Objective: To construct a risk model for preterm delivery in gestational diabetes mellitus(GDM) based on Irisin, the human kissin-1 encoded peptide hormone Kisspeptin, and sex hormone-binding globulin(SHBG), and to validate the predictive value of the model. Methods: 237 patients with GDM from February 2017 to January 2022 were selected and divided into incident group(n=78) and non-incident group(n=159) according to whether preterm delivery occurred, comparing general information, Irisin, Kisspeptin and SHBG between the two groups, analyzing the influencing factors related to preterm delivery using Logistic regression, drawing a nomogram model for predicting preterm delivery using R language, and validating the model internally and externally.

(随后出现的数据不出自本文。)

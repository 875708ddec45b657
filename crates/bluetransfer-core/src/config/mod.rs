//! Configuration management for BlueTransfer.
//!
//! This module handles loading, saving, and validating the configuration file.
//!
//! ## Configuration File Locations
//!
//! | Platform | Path |
//! |----------|------|
//! | Linux | `~/.config/bluetransfer/config.toml` |
//! | macOS | `~/Library/Application Support/BlueTransfer/config.toml` |
//! | Windows | `%APPDATA%\BlueTransfer\config.toml` |
//!
//! ## Example
//!
//! ```rust,ignore
//! use bluetransfer_core::config::Config;
//!
//! let config = Config::load()?;
//! println!("Listening on port {}", config.network.port);
//! ```

use std::net::{IpAddr, Ipv4Addr};
use std::path::PathBuf;
use std::time::Duration;

use serde::{Deserialize, Serialize};

use crate::error::{Error, Result};
use crate::transfer::EngineConfig;

/// Main configuration struct for BlueTransfer.
#[derive(Debug, Clone, Default, Serialize, Deserialize)]
#[serde(default)]
pub struct Config {
    /// Network settings
    pub network: NetworkConfig,
    /// Transfer settings
    pub transfer: TransferConfig,
}

/// Network configuration options.
#[derive(Debug, Clone, Serialize, Deserialize)]
#[serde(default)]
pub struct NetworkConfig {
    /// TCP port used for both requests and file data
    pub port: u16,
    /// Address the listener binds to
    pub bind_address: IpAddr,
}

impl Default for NetworkConfig {
    fn default() -> Self {
        Self {
            port: crate::DEFAULT_PORT,
            bind_address: IpAddr::V4(Ipv4Addr::UNSPECIFIED),
        }
    }
}

/// Transfer configuration options.
#[derive(Debug, Clone, Serialize, Deserialize)]
#[serde(default)]
pub struct TransferConfig {
    /// Bytes per DATA message
    pub chunk_size: usize,
    /// Read size used while hashing a file before sending it
    pub hash_chunk_size: usize,
    /// Bandwidth limit (bytes per second, None for unlimited)
    pub bandwidth_limit: Option<u64>,
    /// How often throughput is sampled and pushed to the UI
    #[serde(with = "humantime_serde")]
    pub telemetry_interval: Duration,
    /// How long to wait for the peer to accept or reject a request
    #[serde(with = "humantime_serde")]
    pub response_timeout: Duration,
    /// Default output directory for received files
    pub default_output: Option<PathBuf>,
}

impl Default for TransferConfig {
    fn default() -> Self {
        Self {
            chunk_size: crate::DEFAULT_CHUNK_SIZE,
            hash_chunk_size: crate::DEFAULT_HASH_CHUNK_SIZE,
            bandwidth_limit: None,
            telemetry_interval: crate::DEFAULT_TELEMETRY_INTERVAL,
            response_timeout: crate::DEFAULT_RESPONSE_TIMEOUT,
            default_output: None,
        }
    }
}

impl Config {
    /// Load configuration from the default location.
    ///
    /// If the configuration file doesn't exist, returns the default configuration.
    ///
    /// # Errors
    ///
    /// Returns an error if the configuration file exists but cannot be read or parsed.
    pub fn load() -> Result<Self> {
        let path = Self::config_path();
        if !path.exists() {
            return Ok(Self::default());
        }

        let content = std::fs::read_to_string(&path)
            .map_err(|e| Error::ConfigError(format!("Failed to read config: {e}")))?;

        let config: Self = toml::from_str(&content)
            .map_err(|e| Error::ConfigError(format!("Failed to parse config: {e}")))?;
        config.validate()?;
        Ok(config)
    }

    /// Save configuration to the default location.
    ///
    /// Creates the configuration directory if it doesn't exist.
    ///
    /// # Errors
    ///
    /// Returns an error if the configuration cannot be written.
    pub fn save(&self) -> Result<()> {
        let path = Self::config_path();

        if let Some(parent) = path.parent() {
            std::fs::create_dir_all(parent).map_err(|e| {
                Error::ConfigError(format!("Failed to create config directory: {e}"))
            })?;
        }

        let content = toml::to_string_pretty(self)
            .map_err(|e| Error::ConfigError(format!("Failed to serialize config: {e}")))?;

        std::fs::write(&path, content)
            .map_err(|e| Error::ConfigError(format!("Failed to write config: {e}")))
    }

    /// Check values that would make the engine misbehave.
    ///
    /// # Errors
    ///
    /// Returns [`Error::InvalidConfig`] naming the offending key.
    pub fn validate(&self) -> Result<()> {
        let invalid = |key: &str, reason: &str| Error::InvalidConfig {
            key: key.to_string(),
            reason: reason.to_string(),
        };

        if self.transfer.chunk_size == 0 || self.transfer.chunk_size > crate::protocol::MAX_PAYLOAD_SIZE
        {
            return Err(invalid(
                "transfer.chunk_size",
                "must be between 1 byte and 16 MB",
            ));
        }
        if self.transfer.hash_chunk_size == 0 {
            return Err(invalid("transfer.hash_chunk_size", "must be positive"));
        }
        if self.transfer.bandwidth_limit == Some(0) {
            return Err(invalid(
                "transfer.bandwidth_limit",
                "must be positive, omit it for unlimited",
            ));
        }
        if self.transfer.telemetry_interval.is_zero() {
            return Err(invalid("transfer.telemetry_interval", "must be positive"));
        }
        Ok(())
    }

    /// Build the runtime engine settings from this configuration.
    #[must_use]
    pub fn engine_config(&self) -> EngineConfig {
        EngineConfig {
            bind_address: self.network.bind_address,
            port: self.network.port,
            chunk_size: self.transfer.chunk_size,
            hash_chunk_size: self.transfer.hash_chunk_size,
            bandwidth_limit: self.transfer.bandwidth_limit,
            telemetry_interval: self.transfer.telemetry_interval,
            response_timeout: self.transfer.response_timeout,
        }
    }

    /// Get the default configuration directory path.
    #[must_use]
    pub fn config_dir() -> Option<PathBuf> {
        directories::ProjectDirs::from("com", "bluetransfer", "BlueTransfer")
            .map(|dirs| dirs.config_dir().to_path_buf())
    }

    /// Get the full path to the configuration file.
    #[must_use]
    pub fn config_path() -> PathBuf {
        Self::config_dir()
            .unwrap_or_else(|| PathBuf::from("."))
            .join("config.toml")
    }
}

mod humantime_serde {
    use serde::{Deserialize, Deserializer, Serializer};
    use std::time::Duration;

    pub fn serialize<S>(duration: &Duration, serializer: S) -> Result<S::Ok, S::Error>
    where
        S: Serializer,
    {
        if duration.subsec_millis() == 0 && duration.as_secs() > 0 {
            serializer.serialize_str(&format!("{}s", duration.as_secs()))
        } else {
            serializer.serialize_str(&format!("{}ms", duration.as_millis()))
        }
    }

    pub fn deserialize<'de, D>(deserializer: D) -> Result<Duration, D::Error>
    where
        D: Deserializer<'de>,
    {
        let s = String::deserialize(deserializer)?;
        s.strip_suffix("ms")
            .map(|millis| {
                millis
                    .parse()
                    .map(Duration::from_millis)
                    .map_err(serde::de::Error::custom)
            })
            .or_else(|| {
                s.strip_suffix('s').map(|secs| {
                    secs.parse()
                        .map(Duration::from_secs)
                        .map_err(serde::de::Error::custom)
                })
            })
            .or_else(|| {
                s.strip_suffix('m').map(|mins| {
                    mins.parse::<u64>()
                        .map_err(serde::de::Error::custom)
                        .and_then(|m| {
                            m.checked_mul(60)
                                .ok_or_else(|| serde::de::Error::custom("duration too large"))
                        })
                        .map(Duration::from_secs)
                })
            })
            .unwrap_or_else(|| Err(serde::de::Error::custom("invalid duration format")))
    }
}

#[cfg(test)]
mod tests {
    use super::*;
    use tempfile::TempDir;

    #[test]
    fn test_config_default() {
        let config = Config::default();

        assert_eq!(config.network.port, 15556);
        assert_eq!(config.transfer.chunk_size, 8192);
        assert_eq!(config.transfer.telemetry_interval, Duration::from_millis(100));
        assert!(config.transfer.bandwidth_limit.is_none());
        assert!(config.validate().is_ok());
    }

    #[test]
    fn test_config_roundtrip() {
        let temp_dir = TempDir::new().expect("temp dir");
        let config_path = temp_dir.path().join("config.toml");

        let mut original = Config::default();
        original.network.port = 12345;
        original.transfer.chunk_size = 4096;
        original.transfer.bandwidth_limit = Some(1_000_000);
        original.transfer.response_timeout = Duration::from_secs(90);

        let content = toml::to_string_pretty(&original).expect("serialize");
        std::fs::write(&config_path, &content).expect("write");

        let loaded_content = std::fs::read_to_string(&config_path).expect("read");
        let loaded: Config = toml::from_str(&loaded_content).expect("parse");

        assert_eq!(loaded.network.port, 12345);
        assert_eq!(loaded.transfer.chunk_size, 4096);
        assert_eq!(loaded.transfer.bandwidth_limit, Some(1_000_000));
        assert_eq!(loaded.transfer.response_timeout, Duration::from_secs(90));
        assert_eq!(loaded.transfer.telemetry_interval, Duration::from_millis(100));
    }

    #[test]
    fn test_config_deserialization_partial() {
        let partial_toml = r#"
[network]
port = 9999

[transfer]
telemetry_interval = "250ms"
response_timeout = "2m"
"#;

        let config: Config = toml::from_str(partial_toml).expect("parse partial config");

        assert_eq!(config.network.port, 9999);
        assert_eq!(config.transfer.telemetry_interval, Duration::from_millis(250));
        assert_eq!(config.transfer.response_timeout, Duration::from_secs(120));
        assert_eq!(config.transfer.chunk_size, crate::DEFAULT_CHUNK_SIZE);
    }

    #[test]
    fn test_invalid_duration() {
        let result: std::result::Result<Config, _> =
            toml::from_str("[transfer]\nresponse_timeout = \"soon\"\n");
        assert!(result.is_err());
    }

    #[test]
    fn test_huge_minute_duration_is_rejected() {
        let content = format!("[transfer]\nresponse_timeout = \"{}m\"\n", u64::MAX / 2);
        let result: std::result::Result<Config, _> = toml::from_str(&content);
        let err = result.expect_err("overflowing duration");
        assert!(err.to_string().contains("duration too large"), "{err}");
    }

    #[test]
    fn test_validate_rejects_zero_chunk() {
        let mut config = Config::default();
        config.transfer.chunk_size = 0;

        match config.validate() {
            Err(Error::InvalidConfig { key, .. }) => assert_eq!(key, "transfer.chunk_size"),
            other => panic!("expected InvalidConfig, got {other:?}"),
        }
    }

    #[test]
    fn test_engine_config_mapping() {
        let mut config = Config::default();
        config.network.port = 4000;
        config.transfer.bandwidth_limit = Some(512);

        let engine = config.engine_config();
        assert_eq!(engine.port, 4000);
        assert_eq!(engine.bandwidth_limit, Some(512));
        assert_eq!(engine.chunk_size, crate::DEFAULT_CHUNK_SIZE);
    }

    #[test]
    fn test_config_path() {
        let path = Config::config_path();
        assert!(
            path.ends_with("config.toml"),
            "Config path should end with config.toml"
        );
    }
}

Results: Fasting glucose and 2 h postprandial glucose were higher in the incident group than those in the non-incident group(P<0.05); Irisin and SHBG at 24 weeks of gestation, 28 weeks of gestation and before delivery were lower in the incident group than those in the non-incident group, and Kisspeptin was higher than that in the non-incident group(P<0.05); fasting glucose, 2 h postprandial glucose, Irisin, Kisspeptin and SHBG were all associated with preterm delivery(P<0.05); based on Logistic regression analysis to plot the nomogram model for predicting preterm labor, the C-index of the model for predicting preterm delivery was 0.972(95%CI:0.718-0.994), with a discrimination of 0.801 and a calibration of 0.925, suggesting that the predicted classification results have a high degree of compliance with the actual results. Conclusion: The decreased Irisin, SHBG and increased Kisspeptin are all associated with increased risk of preterm delivery in patients with GDM, and the nomogram model of predicting preterm delivery constructed based on each index can provide a reliable reference for clinical early prediction of pregnancy outcome, thus guiding clinical timely management, intervention and promoting improvement of outcome.